### Exercise prompt
Wherever "Invariant" appears in a line of the listing, that line should be returned.

(Record excerpts begins)

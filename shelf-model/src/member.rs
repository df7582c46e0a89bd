use crate::chrono::NaiveDate;
use crate::ids::{LibraryId, MemberId};

/// A registered borrower. `membership_date` is fixed at creation.
#[derive(Debug, Clone, PartialEq, Eq)]
#[cfg_attr(feature = "serde", derive(serde::Serialize, serde::Deserialize))]
pub struct Member {
    pub id: MemberId,
    pub name: String,
    pub email: String,
    pub phone: String,
    pub address: String,
    #[cfg_attr(feature = "serde", serde(rename = "library"))]
    pub library_id: LibraryId,
    pub membership_date: NaiveDate,
    pub is_active: bool,
}

#[derive(Debug, Clone, PartialEq, Eq)]
pub struct NewMember {
    pub name: String,
    pub email: String,
    pub phone: String,
    pub address: String,
    pub library_id: LibraryId,
    pub is_active: bool,
}
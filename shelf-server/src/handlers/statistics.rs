use axum::{Json, extract::State};

use shelf_core::model::LibraryStatistics;

use crate::{AppState, infra::errors::AppResult};

pub async fn statistics(
    State(state): State<AppState>,
) -> AppResult<Json<LibraryStatistics>> {
    Ok(Json(state.discovery.statistics().await?))
}
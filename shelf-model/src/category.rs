use crate::ids::CategoryId;

/// A subject heading. Names are unique across the catalog.
#[derive(Debug, Clone, PartialEq, Eq)]
#[cfg_attr(feature = "serde", derive(serde::Serialize, serde::Deserialize))]
pub struct Category {
    pub id: CategoryId,
    pub name: String,
    pub description: String,
}

#[derive(Debug, Clone, PartialEq, Eq)]
pub struct NewCategory {
    pub name: String,
    pub description: String,
}
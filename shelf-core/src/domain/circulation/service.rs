use std::collections::HashMap;

use chrono::Utc;
use shelf_model::{
    AvailabilityReport, BookId, Borrowing, BorrowingId, MemberId, NewBorrowing,
};
use tracing::{info, instrument, warn};

use super::LoanPolicy;
use crate::api_types::{
    BookSummary, BorrowingInput, BorrowingPatch, BorrowingUpdate, BorrowingView,
};
use crate::application::AppUnitOfWork;
use crate::database::ports::borrowings::{
    BorrowingFilter, CheckInOutcome, CheckoutOutcome,
};
use crate::domain::validation::invalid_pk;
use crate::error::{ConflictKind, EntityKind, Result, ShelfError};

#[derive(Clone, Debug)]
pub struct CirculationService {
    uow: AppUnitOfWork,
    policy: LoanPolicy,
}

impl CirculationService {
    pub fn new(uow: AppUnitOfWork, policy: LoanPolicy) -> Self {
        Self { uow, policy }
    }

    pub fn policy(&self) -> LoanPolicy {
        self.policy
    }

    /// Lend one copy of `book_id` to `member_id` for `days` (default from
    /// the policy).
    ///
    /// Checks run in order: book exists, member exists, `days` is within
    /// the policy, a copy is free, the member is active. The copy is claimed
    /// and the loan recorded in one atomic step, so of several callers racing
    /// for the last copy exactly one succeeds and the rest see
    /// `BookUnavailable`.
    #[instrument(skip(self))]
    pub async fn borrow_book(
        &self,
        book_id: BookId,
        member_id: MemberId,
        days: Option<i64>,
    ) -> Result<Borrowing> {
        let book = self
            .uow
            .books
            .get_book(book_id)
            .await?
            .ok_or(ShelfError::NotFound(EntityKind::Book))?;
        let member = self
            .uow
            .members
            .get_member(member_id)
            .await?
            .ok_or(ShelfError::NotFound(EntityKind::Member))?;
        let days = self.policy.loan_days(days)?;

        if !book.is_available() {
            warn!("borrow rejected: no copies available");
            return Err(ConflictKind::BookUnavailable.into());
        }
        if !member.is_active {
            warn!("borrow rejected: member inactive");
            return Err(ConflictKind::MemberInactive.into());
        }

        let now = Utc::now();
        let due_date = self.policy.due_date(now.date_naive(), days)?;
        let loan = NewBorrowing::active(book_id, member_id, now, due_date);

        match self.uow.borrowings.checkout(loan).await? {
            CheckoutOutcome::Recorded(borrowing) => {
                info!(borrowing_id = %borrowing.id, %due_date, "book borrowed");
                Ok(borrowing)
            }
            CheckoutOutcome::Unavailable => {
                warn!("borrow rejected: last copy claimed concurrently");
                Err(ConflictKind::BookUnavailable.into())
            }
        }
    }

    /// Close an active loan today and give its copy back.
    ///
    /// A copy count already at `total_copies` is an accounting fault: the
    /// return fails with `Invariant` and nothing is written.
    #[instrument(skip(self))]
    pub async fn return_book(&self, borrowing_id: BorrowingId) -> Result<Borrowing> {
        let today = Utc::now().date_naive();

        match self.uow.borrowings.check_in(borrowing_id, today).await? {
            CheckInOutcome::Returned(borrowing) => {
                info!(book_id = %borrowing.book_id, "book returned");
                Ok(borrowing)
            }
            CheckInOutcome::AlreadyReturned => {
                warn!("return rejected: already returned");
                Err(ConflictKind::AlreadyReturned.into())
            }
            CheckInOutcome::Missing => Err(ShelfError::NotFound(EntityKind::Borrowing)),
            CheckInOutcome::CopiesOverflow { book_id } => {
                Err(ShelfError::Invariant(format!(
                    "returning borrowing {borrowing_id} would push book {book_id} \
                     past its total copies"
                )))
            }
        }
    }

    pub async fn availability(&self, book_id: BookId) -> Result<AvailabilityReport> {
        let book = self
            .uow
            .books
            .get_book(book_id)
            .await?
            .ok_or(ShelfError::NotFound(EntityKind::Book))?;

        Ok(AvailabilityReport {
            book_id: book.id,
            is_available: book.is_available(),
            title: book.title,
            available_copies: book.available_copies,
            total_copies: book.total_copies,
        })
    }

    /// The member's borrowings, newest first.
    pub async fn member_borrowings(&self, member_id: MemberId) -> Result<Vec<Borrowing>> {
        if self.uow.members.get_member(member_id).await?.is_none() {
            return Err(ShelfError::NotFound(EntityKind::Member));
        }

        self.uow
            .borrowings
            .list_borrowings(BorrowingFilter::for_member(member_id))
            .await
    }

    pub async fn list_borrowings(&self) -> Result<Vec<Borrowing>> {
        self.uow
            .borrowings
            .list_borrowings(BorrowingFilter::default())
            .await
    }

    pub async fn get_borrowing(&self, id: BorrowingId) -> Result<Borrowing> {
        self.uow
            .borrowings
            .get_borrowing(id)
            .await?
            .ok_or(ShelfError::NotFound(EntityKind::Borrowing))
    }

    /// Record a borrowing directly. An active one goes through the same
    /// checks and atomic claim as `borrow_book`, with the caller's due date.
    /// A returned one is history and leaves copy counts alone.
    pub async fn create_borrowing(&self, input: BorrowingInput) -> Result<Borrowing> {
        let book = self
            .uow
            .books
            .get_book(input.book)
            .await?
            .ok_or_else(|| invalid_pk("book", input.book))?;
        let member = self
            .uow
            .members
            .get_member(input.member)
            .await?
            .ok_or_else(|| invalid_pk("member", input.member))?;
        let now = Utc::now();

        if input.is_returned {
            let loan = NewBorrowing {
                book_id: book.id,
                member_id: member.id,
                borrow_date: now,
                due_date: input.due_date,
                return_date: Some(input.return_date.unwrap_or(now.date_naive())),
                is_returned: true,
            };
            return self.uow.borrowings.record_returned(loan).await;
        }

        if input.return_date.is_some() {
            return Err(ShelfError::validation(
                "return_date",
                "must be empty while the borrowing is active",
            ));
        }
        if !book.is_available() {
            return Err(ConflictKind::BookUnavailable.into());
        }
        if !member.is_active {
            return Err(ConflictKind::MemberInactive.into());
        }

        let loan = NewBorrowing::active(book.id, member.id, now, input.due_date);
        match self.uow.borrowings.checkout(loan).await? {
            CheckoutOutcome::Recorded(borrowing) => {
                info!(borrowing_id = %borrowing.id, book_id = %book.id, "borrowing recorded");
                Ok(borrowing)
            }
            CheckoutOutcome::Unavailable => Err(ConflictKind::BookUnavailable.into()),
        }
    }

    pub async fn update_borrowing(
        &self,
        id: BorrowingId,
        update: BorrowingUpdate,
    ) -> Result<Borrowing> {
        self.uow
            .borrowings
            .update_due_date(id, update.due_date)
            .await?
            .ok_or(ShelfError::NotFound(EntityKind::Borrowing))
    }

    pub async fn patch_borrowing(
        &self,
        id: BorrowingId,
        patch: BorrowingPatch,
    ) -> Result<Borrowing> {
        match patch.due_date {
            Some(due_date) => {
                self.update_borrowing(id, BorrowingUpdate { due_date }).await
            }
            None => self.get_borrowing(id).await,
        }
    }

    /// Deleting an active borrowing releases its copy.
    pub async fn delete_borrowing(&self, id: BorrowingId) -> Result<()> {
        if self.uow.borrowings.delete_borrowing(id).await? {
            Ok(())
        } else {
            Err(ShelfError::NotFound(EntityKind::Borrowing))
        }
    }

    pub async fn borrowing_view(&self, borrowing: Borrowing) -> Result<BorrowingView> {
        let mut views = self.borrowing_views(vec![borrowing]).await?;
        views
            .pop()
            .ok_or_else(|| ShelfError::Internal("borrowing view missing".to_string()))
    }

    /// Attach `book_details` and `member_name`, reading each referenced book
    /// and member once.
    pub async fn borrowing_views(
        &self,
        borrowings: Vec<Borrowing>,
    ) -> Result<Vec<BorrowingView>> {
        let mut books: HashMap<BookId, BookSummary> = HashMap::new();
        let mut members: HashMap<MemberId, String> = HashMap::new();
        let mut views = Vec::with_capacity(borrowings.len());

        for borrowing in borrowings {
            let book_details = match books.get(&borrowing.book_id) {
                Some(summary) => summary.clone(),
                None => {
                    let book = self
                        .uow
                        .books
                        .get_book(borrowing.book_id)
                        .await?
                        .ok_or_else(|| dangling(borrowing.id, "book"))?;
                    let summary = BookSummary::from(&book);
                    books.insert(book.id, summary.clone());
                    summary
                }
            };
            let member_name = match members.get(&borrowing.member_id) {
                Some(name) => name.clone(),
                None => {
                    let member = self
                        .uow
                        .members
                        .get_member(borrowing.member_id)
                        .await?
                        .ok_or_else(|| dangling(borrowing.id, "member"))?;
                    members.insert(member.id, member.name.clone());
                    member.name
                }
            };

            views.push(BorrowingView {
                borrowing,
                book_details,
                member_name,
            });
        }

        Ok(views)
    }
}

(Record excerpts ends)

### Solution to this task
    /// return fails with `Invariant` and nothing is written.
                Err(ShelfError::Invariant(format!(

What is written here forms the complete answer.